The February 2013 draft, section 6.4.2, says "If ianaTimeZone is a Link name, then let ianaTimeZone be the corresponding Zone name as specified in the “backward” file of the IANA Time Zone Database."

Not all Link names in the IANA Time Zone Database are defined in the "backward" file - there are more in several other files. The intent here is to treat all Zone names as canonical names and all Link names as aliases, irrespective of where they are defined.


There are two possible forms of canonicalization, and the ECMA group should be careful which one to choose.

The IANA database contains a number of source data files, such as europe, northamerica and backward. The backward file consists of Link entries that map an old ID to a new ID. The file is distinct in that it can be used to identify IDs that have replacements. This usage is not entirely formalized within the TZDB community, but it pretty effective in practice. For example, Asia/Calcutta is in backward pointing at the modern preferred spelling of Asia/Kolkata. Canonicalizing these "backward" IDs to more modern alternatives is non-controversial, as they can be simply treated as deprecated IDs.

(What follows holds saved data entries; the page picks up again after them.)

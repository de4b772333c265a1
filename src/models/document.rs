//! Document, upload and chunking models.

use std::path::{Path, PathBuf};

use serde::{Deserialize, Serialize};

pub const DEFAULT_CHUNK_SIZE: u32 = 1000;
pub const DEFAULT_CHUNK_OVERLAP: u32 = 200;
pub const DEFAULT_SPLITTER: &str = "recursive";

/// One entry of the document listing.
#[derive(Debug, Clone, PartialEq, Eq, Serialize, Deserialize)]
pub struct DocumentInfo {
    pub doc_id: String,
    pub filename: String,
}

/// Identifiers of a newly ingested document.
#[derive(Debug, Clone, PartialEq, Eq, Serialize, Deserialize)]
pub struct UploadResult {
    pub doc_id: String,
    pub filename: String,
    pub message: String,
}

/// Status message returned after deleting a document's chunks.
#[derive(Debug, Clone, PartialEq, Eq, Serialize, Deserialize)]
pub struct DeleteResult {
    pub message: String,
}

/// Chunking settings sent alongside an upload.
///
/// Unset fields are left out of the encoded JSON so the service applies its
/// own defaults. No validation happens client-side.
#[derive(Debug, Clone, Default, PartialEq, Eq, Serialize, Deserialize)]
pub struct ChunkingConfig {
    #[serde(default, skip_serializing_if = "Option::is_none")]
    pub chunk_size: Option<u32>,

    #[serde(default, skip_serializing_if = "Option::is_none")]
    pub chunk_overlap: Option<u32>,

    #[serde(default, skip_serializing_if = "Option::is_none")]
    pub splitter: Option<String>,
}

impl ChunkingConfig {
    #[must_use]
    pub fn with_chunk_size(mut self, chunk_size: u32) -> Self {
        self.chunk_size = Some(chunk_size);
        self
    }

    #[must_use]
    pub fn with_chunk_overlap(mut self, chunk_overlap: u32) -> Self {
        self.chunk_overlap = Some(chunk_overlap);
        self
    }

    #[must_use]
    pub fn with_splitter(mut self, splitter: impl Into<String>) -> Self {
        self.splitter = Some(splitter.into());
        self
    }

    pub fn chunk_size(&self) -> u32 {
        self.chunk_size.unwrap_or(DEFAULT_CHUNK_SIZE)
    }

    pub fn chunk_overlap(&self) -> u32 {
        self.chunk_overlap.unwrap_or(DEFAULT_CHUNK_OVERLAP)
    }

    pub fn splitter(&self) -> &str {
        self.splitter.as_deref().unwrap_or(DEFAULT_SPLITTER)
    }

    pub fn is_empty(&self) -> bool {
        self.chunk_size.is_none() && self.chunk_overlap.is_none() && self.splitter.is_none()
    }
}

/// Body of the remote text-splitting endpoint.
#[derive(Debug, Clone, PartialEq, Eq, Serialize)]
pub struct ChunkTextRequest {
    pub text: String,
    pub chunk_size: u32,
    pub chunk_overlap: u32,
    pub splitter: String,
}

impl ChunkTextRequest {
    /// Create a request with the default size, overlap and splitter.
    pub fn new(text: impl Into<String>) -> Self {
        Self {
            text: text.into(),
            chunk_size: DEFAULT_CHUNK_SIZE,
            chunk_overlap: DEFAULT_CHUNK_OVERLAP,
            splitter: DEFAULT_SPLITTER.to_string(),
        }
    }

    #[must_use]
    pub fn with_chunk_size(mut self, chunk_size: u32) -> Self {
        self.chunk_size = chunk_size;
        self
    }

    #[must_use]
    pub fn with_chunk_overlap(mut self, chunk_overlap: u32) -> Self {
        self.chunk_overlap = chunk_overlap;
        self
    }

    #[must_use]
    pub fn with_splitter(mut self, splitter: impl Into<String>) -> Self {
        self.splitter = splitter.into();
        self
    }

    /// Apply any fields set on a [`ChunkingConfig`], keeping defaults for the rest.
    #[must_use]
    pub fn with_config(self, config: &ChunkingConfig) -> Self {
        let splitter = config.splitter().to_string();
        self.with_chunk_size(config.chunk_size())
            .with_chunk_overlap(config.chunk_overlap())
            .with_splitter(splitter)
    }
}

/// Where the bytes of an uploaded file come from.
#[derive(Debug, Clone, PartialEq, Eq)]
pub enum UploadSource {
    /// A file on disk; its final path component is sent as the filename.
    Path(PathBuf),
    /// An in-memory buffer, which carries no name of its own.
    Bytes { data: Vec<u8>, filename: String },
}

impl UploadSource {
    /// Filename announced in the multipart part.
    pub fn filename(&self) -> Option<String> {
        match self {
            UploadSource::Path(path) => path
                .file_name()
                .map(|name| name.to_string_lossy().into_owned()),
            UploadSource::Bytes { filename, .. } => Some(filename.clone()),
        }
    }
}

/// A document upload: the file plus optional metadata and chunking settings.
#[derive(Debug, Clone, PartialEq)]
pub struct UploadRequest {
    pub source: UploadSource,
    pub metadata: Option<serde_json::Map<String, serde_json::Value>>,
    pub chunking: Option<ChunkingConfig>,
}

impl UploadRequest {
    pub fn from_path(path: impl AsRef<Path>) -> Self {
        Self::new(UploadSource::Path(path.as_ref().to_path_buf()))
    }

    pub fn from_bytes(data: impl Into<Vec<u8>>, filename: impl Into<String>) -> Self {
        Self::new(UploadSource::Bytes {
            data: data.into(),
            filename: filename.into(),
        })
    }

    pub fn new(source: UploadSource) -> Self {
        Self {
            source,
            metadata: None,
            chunking: None,
        }
    }

    #[must_use]
    pub fn with_metadata(mut self, metadata: serde_json::Map<String, serde_json::Value>) -> Self {
        self.metadata = Some(metadata);
        self
    }

    #[must_use]
    pub fn with_chunking(mut self, chunking: ChunkingConfig) -> Self {
        self.chunking = Some(chunking);
        self
    }
}

#[derive(Debug, Deserialize)]
pub(crate) struct DocumentList {
    pub documents: Vec<DocumentInfo>,
}

#[derive(Debug, Deserialize)]
pub(crate) struct ChunkList {
    pub chunks: Vec<String>,
}

#[derive(Debug, Serialize)]
pub(crate) struct DeleteRequest<'a> {
    pub doc_id: &'a str,
}

#[cfg(test)]
mod tests {
    use super::*;

    #[test]
    fn test_chunking_config_omits_unset_fields() {
        let config = ChunkingConfig::default().with_chunk_size(500);
        let json = serde_json::to_string(&config).unwrap();
        assert_eq!(json, r#"{"chunk_size":500}"#);

        let json = serde_json::to_string(&ChunkingConfig::default()).unwrap();
        assert_eq!(json, "{}");
    }

    #[test]
    fn test_chunking_config_effective_defaults() {
        let config = ChunkingConfig::default();
        assert!(config.is_empty());
        assert_eq!(config.chunk_size(), 1000);
        assert_eq!(config.chunk_overlap(), 200);
        assert_eq!(config.splitter(), "recursive");
    }

    #[test]
    fn test_chunk_text_request_defaults() {
        let body = serde_json::to_value(ChunkTextRequest::new("abc")).unwrap();
        assert_eq!(
            body,
            serde_json::json!({
                "text": "abc",
                "chunk_size": 1000,
                "chunk_overlap": 200,
                "splitter": "recursive",
            })
        );
    }

    #[test]
    fn test_chunk_text_request_with_partial_config() {
        let config = ChunkingConfig::default().with_splitter("token");
        let request = ChunkTextRequest::new("abc").with_config(&config);
        assert_eq!(request.chunk_size, 1000);
        assert_eq!(request.chunk_overlap, 200);
        assert_eq!(request.splitter, "token");
    }

    #[test]
    fn test_upload_source_filename() {
        let source = UploadSource::Path(PathBuf::from("/tmp/reports/q3.pdf"));
        assert_eq!(source.filename().as_deref(), Some("q3.pdf"));

        let request = UploadRequest::from_bytes(b"hello".to_vec(), "notes.txt");
        assert_eq!(request.source.filename().as_deref(), Some("notes.txt"));
        assert!(request.metadata.is_none());
        assert!(request.chunking.is_none());
    }

    #[test]
    fn test_delete_request_shape() {
        let body = serde_json::to_value(DeleteRequest { doc_id: "d1" }).unwrap();
        assert_eq!(body, serde_json::json!({"doc_id": "d1"}));
    }
}
use std::io::Read;
use std::path::PathBuf;

use anyhow::{Context, Result};
use clap::Args;

use crate::cli::ConnectionArgs;
use crate::cli::output::get_formatter;
use crate::models::{ChunkTextRequest, ChunkingConfig, Config, OutputFormat};

/// Chunking overrides shared by `chunk` and `docs upload`.
#[derive(Debug, Clone, Default, Args)]
pub struct ChunkingArgs {
    #[arg(long, help = "Target chunk size in characters (default 1000)")]
    pub chunk_size: Option<u32>,

    #[arg(long, help = "Overlap between consecutive chunks (default 200)")]
    pub chunk_overlap: Option<u32>,

    #[arg(long, help = "Splitter strategy (default \"recursive\")")]
    pub splitter: Option<String>,
}

impl ChunkingArgs {
    /// Only the flags actually given; `None` when none were.
    pub fn to_config(&self) -> Option<ChunkingConfig> {
        let config = ChunkingConfig {
            chunk_size: self.chunk_size,
            chunk_overlap: self.chunk_overlap,
            splitter: self.splitter.clone(),
        };
        (!config.is_empty()).then_some(config)
    }
}

#[derive(Debug, Args)]
pub struct ChunkArgs {
    #[arg(help = "Text to split (reads stdin when omitted)")]
    pub text: Option<String>,

    #[arg(long, conflicts_with = "text", help = "Read the text from a file")]
    pub file: Option<PathBuf>,

    #[command(flatten)]
    pub chunking: ChunkingArgs,
}

fn read_input(args: &ChunkArgs) -> Result<String> {
    if let Some(ref text) = args.text {
        return Ok(text.clone());
    }
    if let Some(ref path) = args.file {
        return std::fs::read_to_string(path)
            .with_context(|| format!("failed to read {}", path.display()));
    }

    let mut buffer = String::new();
    std::io::stdin()
        .read_to_string(&mut buffer)
        .context("failed to read stdin")?;
    Ok(buffer)
}

pub async fn handle_chunk(
    args: ChunkArgs,
    connection: &ConnectionArgs,
    format: OutputFormat,
    verbose: bool,
) -> Result<()> {
    let text = read_input(&args)?;
    if text.trim().is_empty() {
        anyhow::bail!("no text to chunk");
    }

    let config = Config::load()?;
    let formatter = get_formatter(format);
    let client = connection.client(&config)?;

    let request = ChunkTextRequest::new(text)
        .with_config(&args.chunking.to_config().unwrap_or_default());

    if verbose {
        eprintln!(
            "Chunking {} chars (size {}, overlap {}, splitter {})",
            request.text.chars().count(),
            request.chunk_size,
            request.chunk_overlap,
            request.splitter
        );
    }

    let chunks = client.chunk_text(&request).await?;

    print!("{}", formatter.format_chunks(&chunks));
    Ok(())
}

#[cfg(test)]
mod tests {
    use super::*;

    #[test]
    fn test_no_flags_means_no_config() {
        assert!(ChunkingArgs::default().to_config().is_none());
    }

    #[test]
    fn test_partial_flags() {
        let args = ChunkingArgs {
            splitter: Some("sentence".to_string()),
            ..Default::default()
        };
        let config = args.to_config().unwrap();
        assert_eq!(config.splitter.as_deref(), Some("sentence"));
        assert!(config.chunk_size.is_none());
    }

    #[test]
    fn test_read_input_from_file() {
        let dir = tempfile::tempdir().unwrap();
        let path = dir.path().join("input.txt");
        std::fs::write(&path, "some text").unwrap();

        let args = ChunkArgs {
            text: None,
            file: Some(path),
            chunking: ChunkingArgs::default(),
        };
        assert_eq!(read_input(&args).unwrap(), "some text");
    }

    #[test]
    fn test_read_input_prefers_inline_text() {
        let args = ChunkArgs {
            text: Some("inline".to_string()),
            file: None,
            chunking: ChunkingArgs::default(),
        };
        assert_eq!(read_input(&args).unwrap(), "inline");
    }
}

The second type of Link occurs in the "main" files (not "backward"). Those links exist to indicate that two locations have a shared history of time (since 1970 and possibly before then). These links can cross politically sensitive boundaries. For example, the time-zone IDs for all the Yugoslavian countries all share the same history since 1970. As such, they consist of Link entries to a single Europe/Belgrade definition that defines the underlying data. Were ECMA to canonicalize IDs here there could well be political complaints. ie. converting Europe/Zagreb to Europe/Belgrade could prove to be highly unpopular and contentious, even though both have the same time-zone history.

Thus, two forms of canonicalization. The 'safe' one, simply canonicalizing old IDs. And the 'contentious' one, canonicalizing all Link entries even when across recently wartorn boundaries.